Fig 1:  Bersin & Associates HILO Maturity Model

Level 1 – Incidental Training

Here is where all teams start. A new employee comes to work and someone “trains them” on how to do their job.

This type of training is going on all day and is often among the most valuable training an employee gets. This is informal learning, unstructured, and often developed by workgroups or their teams to fill a gap unfilled by L&D.

Most sales and customer service teams deliver lots of “incidental training” every day – and we see this effort as a vital part of what a manager does. But over time of course “incidental training” is inconsistent, expensive, and unproductive. So as companies grow they realize that they need some professional help creating a more scalable solution.

Level 2 – Training & Development Excellence

At level 2, where most companies are or are trying to become, you develop a “professional training function.”

This is a small (or large) team of L&D professionals who build a set of programs, infrastructure, and tools which let you deliver formal training.  Within level 2 organizations go through many stages – starting with formal training (e-learning and instructor-led), and then evolving to a continuous model which includes on-demand learning, coaching, performance support, and embedded learning tools.

They standardize their instructional design, implement standard technologies, and develop standard graphics, tools, simulations, and assessments. Google, for example, is in the middle of evolving its global L&D at stage 2, by developing a global instructional design team.

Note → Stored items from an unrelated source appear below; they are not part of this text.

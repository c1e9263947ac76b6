//! Integration tests for the token surface.
//!
//! These run both tokens through multi-party flows and concurrent access:
//! role setup, staking rewards, delegated spending, pausing, and many
//! threads hammering one token at once.

use proptest::prelude::*;
use shareledger_core::{Address, InMemoryCustody, LedgerEvent, VaultConfig};
use shareledger_tokens::{
    AccessError, RebasingToken, Role, TokenError, TokenMetadata, VaultToken,
};
use std::sync::Arc;
use std::thread;

fn addr(label: &str) -> Address {
    Address::from_label(label)
}

/// Helper: a rebasing token with minter, oracle and guardian roles granted.
fn staked_token() -> RebasingToken {
    let admin = addr("admin");
    let token = RebasingToken::new(TokenMetadata::new("Staked Ether", "stETH", 18), &admin);
    token.grant_role(&admin, Role::Minter, &addr("pool")).unwrap();
    token.grant_role(&admin, Role::Rebaser, &addr("oracle")).unwrap();
    token.grant_role(&admin, Role::Pauser, &addr("guardian")).unwrap();
    token
}

fn funded_vault(holders: &[&str]) -> VaultToken<InMemoryCustody> {
    let mut custody = InMemoryCustody::new();
    for h in holders {
        custody.fund(&addr(h), 1_000_000_000).unwrap();
    }
    VaultToken::new(
        TokenMetadata::new("Vault USDC", "vUSDC", 12),
        &VaultConfig::default(),
        custody,
        &addr("admin"),
    )
    .unwrap()
}

// ---------------------------------------------------------------------------
// Rebasing token flows
// ---------------------------------------------------------------------------

#[test]
fn staking_rewards_lifecycle() {
    let token = staked_token();

    // 1. Two stakers enter at 1:1.
    token.mint(&addr("pool"), &addr("alice"), 3_000).unwrap();
    token.mint(&addr("pool"), &addr("bob"), 1_000).unwrap();

    // 2. Oracle reports 10% rewards.
    token.rebase(&addr("oracle"), 4_400).unwrap();
    assert_eq!(token.balance_of(&addr("alice")), 3_300);
    assert_eq!(token.balance_of(&addr("bob")), 1_100);

    // 3. Bob exits completely; Alice keeps her share of the pool.
    token.burn(&addr("bob"), 1_100).unwrap();
    assert_eq!(token.total_supply(), 3_300);
    assert_eq!(token.shares_of(&addr("alice")), 3_000);

    let kinds: Vec<&str> = token.drain_events().iter().map(LedgerEvent::name).collect();
    assert_eq!(kinds, vec!["minted", "minted", "rebased", "burned"]);
}

#[test]
fn revoked_minter_loses_access() {
    let token = staked_token();
    token.mint(&addr("pool"), &addr("alice"), 10).unwrap();
    token
        .revoke_role(&addr("admin"), Role::Minter, &addr("pool"))
        .unwrap();
    assert!(!token.has_role(&addr("pool"), Role::Minter));
    assert!(matches!(
        token.mint(&addr("pool"), &addr("alice"), 10),
        Err(TokenError::Access(AccessError::Unauthorized { .. }))
    ));
}

#[test]
fn role_changes_allowed_while_paused() {
    let token = staked_token();
    token.pause(&addr("guardian")).unwrap();
    token
        .grant_role(&addr("admin"), Role::Minter, &addr("backup"))
        .unwrap();
    assert!(token.has_role(&addr("backup"), Role::Minter));
}

#[test]
fn concurrent_transfers_conserve_shares() {
    let token = Arc::new(staked_token());
    let holders: Vec<Address> = (0..8).map(|i| addr(&format!("holder-{i}"))).collect();
    for h in &holders {
        token.mint(&addr("pool"), h, 1_000_000).unwrap();
    }
    token.rebase(&addr("oracle"), 9_000_000).unwrap();
    let total_shares = token.total_shares();

    let handles: Vec<_> = (0..8)
        .map(|i| {
            let token = Arc::clone(&token);
            let holders = holders.clone();
            thread::spawn(move || {
                let from = holders[i];
                let to = holders[(i + 1) % holders.len()];
                for _ in 0..200 {
                    // Insufficient balance is acceptable here.
                    let _ = token.transfer(&from, &to, 997);
                }
            })
        })
        .collect();

    // A rebaser racing the transfers must never break the share total.
    let oracle = {
        let token = Arc::clone(&token);
        thread::spawn(move || {
            for step in 0..100u64 {
                token.rebase(&addr("oracle"), 9_000_000 + step * 10).unwrap();
            }
        })
    };

    for h in handles {
        h.join().unwrap();
    }
    oracle.join().unwrap();

    let sum: u64 = holders.iter().map(|h| token.shares_of(h)).sum();
    assert_eq!(sum, total_shares);
    assert_eq!(token.total_shares(), total_shares);
}

#[test]
fn nothing_lands_after_pause_returns() {
    let token = Arc::new(staked_token());
    let holders: Vec<Address> = (0..4).map(|i| addr(&format!("holder-{i}"))).collect();
    for h in &holders {
        token.mint(&addr("pool"), h, 1_000_000).unwrap();
    }

    let handles: Vec<_> = (0..4)
        .map(|i| {
            let token = Arc::clone(&token);
            let holders = holders.clone();
            thread::spawn(move || {
                let from = holders[i];
                let to = holders[(i + 1) % holders.len()];
                for _ in 0..2_000 {
                    let _ = token.transfer(&from, &to, 13);
                }
            })
        })
        .collect();

    token.pause(&addr("guardian")).unwrap();
    let frozen: Vec<u64> = holders.iter().map(|h| token.shares_of(h)).collect();

    for h in handles {
        h.join().unwrap();
    }

    let after: Vec<u64> = holders.iter().map(|h| token.shares_of(h)).collect();
    assert_eq!(after, frozen);
    assert_eq!(
        token.transfer(&holders[0], &holders[1], 1).unwrap_err(),
        TokenError::Access(AccessError::Paused)
    );
}

// ---------------------------------------------------------------------------
// Vault token flows
// ---------------------------------------------------------------------------

#[test]
fn donation_does_not_steal_from_next_depositor() {
    let vault = funded_vault(&["mallory", "victim"]);

    vault.deposit(&addr("mallory"), 1, &addr("mallory")).unwrap();
    vault
        .with_custody_mut(|c| c.donate(&addr("mallory"), 100_000_000))
        .unwrap();
    vault
        .deposit(&addr("victim"), 100_000_000, &addr("victim"))
        .unwrap();

    let victim_claim = vault.max_withdraw(&addr("victim"));
    // The offset caps the attacker's skim at a vanishing fraction.
    assert!(victim_claim >= 99_999_000);
    assert!(victim_claim <= 100_000_000);
}

#[test]
fn vault_deposits_stop_once_pause_returns() {
    let holders = ["alice", "bob", "carol"];
    let vault = Arc::new(funded_vault(&holders));
    vault
        .grant_role(&addr("admin"), Role::Pauser, &addr("guardian"))
        .unwrap();

    let handles: Vec<_> = holders
        .iter()
        .map(|label| {
            let vault = Arc::clone(&vault);
            let who = addr(label);
            thread::spawn(move || {
                for _ in 0..1_000 {
                    let _ = vault.deposit(&who, 1_000, &who);
                }
            })
        })
        .collect();

    vault.pause(&addr("guardian")).unwrap();
    let frozen = (vault.total_assets(), vault.total_supply());

    for h in handles {
        h.join().unwrap();
    }

    assert_eq!((vault.total_assets(), vault.total_supply()), frozen);
    assert_eq!(vault.max_deposit(&addr("alice")), 0);
}

#[test]
fn keeper_harvests_on_behalf_of_owner() {
    let vault = funded_vault(&["alice"]);
    vault.deposit(&addr("alice"), 1_000, &addr("alice")).unwrap();
    vault
        .approve(&addr("alice"), &addr("keeper"), u64::MAX)
        .unwrap();

    vault
        .withdraw(&addr("keeper"), 250, &addr("alice"), &addr("alice"))
        .unwrap();
    vault
        .redeem(&addr("keeper"), 250_000_000, &addr("alice"), &addr("alice"))
        .unwrap();

    // Unlimited allowance survives both calls.
    assert_eq!(vault.allowance(&addr("alice"), &addr("keeper")), u64::MAX);
    assert_eq!(vault.total_assets(), 500);
    assert_eq!(vault.shares_of(&addr("alice")), 500_000_000);
}

#[test]
fn concurrent_deposits_account_for_every_asset() {
    let labels: Vec<String> = (0..6).map(|i| format!("lp-{i}")).collect();
    let refs: Vec<&str> = labels.iter().map(String::as_str).collect();
    let vault = Arc::new(funded_vault(&refs));

    let handles: Vec<_> = labels
        .iter()
        .map(|label| {
            let vault = Arc::clone(&vault);
            let who = addr(label);
            thread::spawn(move || {
                for _ in 0..50 {
                    vault.deposit(&who, 1_000, &who).unwrap();
                }
            })
        })
        .collect();
    for h in handles {
        h.join().unwrap();
    }

    assert_eq!(vault.total_assets(), 6 * 50 * 1_000);
    let sum: u64 = labels.iter().map(|l| vault.shares_of(&addr(l))).sum();
    assert_eq!(sum, vault.total_supply());
}

// ---------------------------------------------------------------------------
// Properties
// ---------------------------------------------------------------------------

proptest! {
    /// Property: allowance spent by transfer_from equals the value moved,
    /// and a rejected call leaves the allowance untouched.
    #[test]
    fn transfer_from_spends_exactly_value(
        minted in 1u64..1_000_000,
        approved in 0u64..2_000_000,
        value in 0u64..2_000_000,
    ) {
        let token = staked_token();
        token.mint(&addr("pool"), &addr("alice"), minted).unwrap();
        token.approve(&addr("alice"), &addr("bob"), approved).unwrap();

        match token.transfer_from(&addr("bob"), &addr("alice"), &addr("carol"), value) {
            Ok(_) => prop_assert_eq!(
                token.allowance(&addr("alice"), &addr("bob")),
                approved - value
            ),
            Err(_) => prop_assert_eq!(token.allowance(&addr("alice"), &addr("bob")), approved),
        }
    }
}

Most companies spend many years evolving their level 2 strategies, and this level of maturity results in a “corporate university” or a “sales training department” and many other group names. And within a large organization, there can be may such groups (Toyota’s US dealer training is a high-impact Stage 2 organization, for example).

Level 3 – Talent and Performance Improvement

At level 3 companies significantly change their focus toward “talent-driven learning.”

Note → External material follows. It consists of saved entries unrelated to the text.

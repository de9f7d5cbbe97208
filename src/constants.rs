pub const DEPTH: usize = 2;
pub const EMBED_DIM: i64 = 192;
/// Token count the position embedding is sized for when no front end derives it.
pub const NUM_TOKENS: i64 = 3;
pub const NUM_CLASSES: i64 = 1000;
pub const DROP_RATE: f64 = 0.1;
pub const DROP_PATH_RATE: f64 = 0.1;
pub const NORM_EPS: f64 = 1e-5;
pub const SEED: u64 = 42;

/// Flip draws must clear the ratio by this margin.
pub const FLIP_MARGIN: f64 = 1e-5;

pub const INIT_STD: f64 = 0.02;
pub const ROPE_THETA: f64 = 10_000.0;

pub mod csi {
    /// 3 antenna pairs x 30 subcarriers
    pub const IN_CHANNELS: i64 = 90;
    pub const KERNEL_SIZE: i64 = 3;
    pub const TIME_STEPS: i64 = 100;
    pub const NUM_ACTIVITIES: i64 = 6;
}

At this point the organization realizes that any learning activity should be aligned and organized by role, and companies integrate training programs into development planning and career development models. They map and design their learning around career progression and career transitions within the organization.

At Cisco, for example, the sales training group has a highly refined career model which trains sales people throughout their career as product, account, or team leaders. While this is not a talent-management program, it is a “talent-driven learning” strategy.

If you, as an L&D professional, have not studied talent management then you should. Today nearly 1/3 of all L&D teams are embedded in a talent management function we expect this trend to continue.

Even in an operational environment (ie. call centers) there is huge value in talent management. Employees in these positions want to know how they progress to new roles and what development is available to help them improve in technical, professional, or managerial skills. Our modern career development pyramid (member research) explains in detail how to do this.

Level 4 – Organizational Capability Development

At level 4 the L&D function looks at organizational capabilities as a whole. This is not just a new set of words, it’s a different focus. Here is where you spend time understanding the detailed daily life of workers, all their various information and job-related needs, and work as a performance consultant to help them improve performance through many types of learning.

Our Enterprise Learning Framework (part of the HILO research) walks through this in detail. HILO organizations have strong performance consulting roles and they spend a lot of time understanding precise capability needs and deliver many forms of training to assist.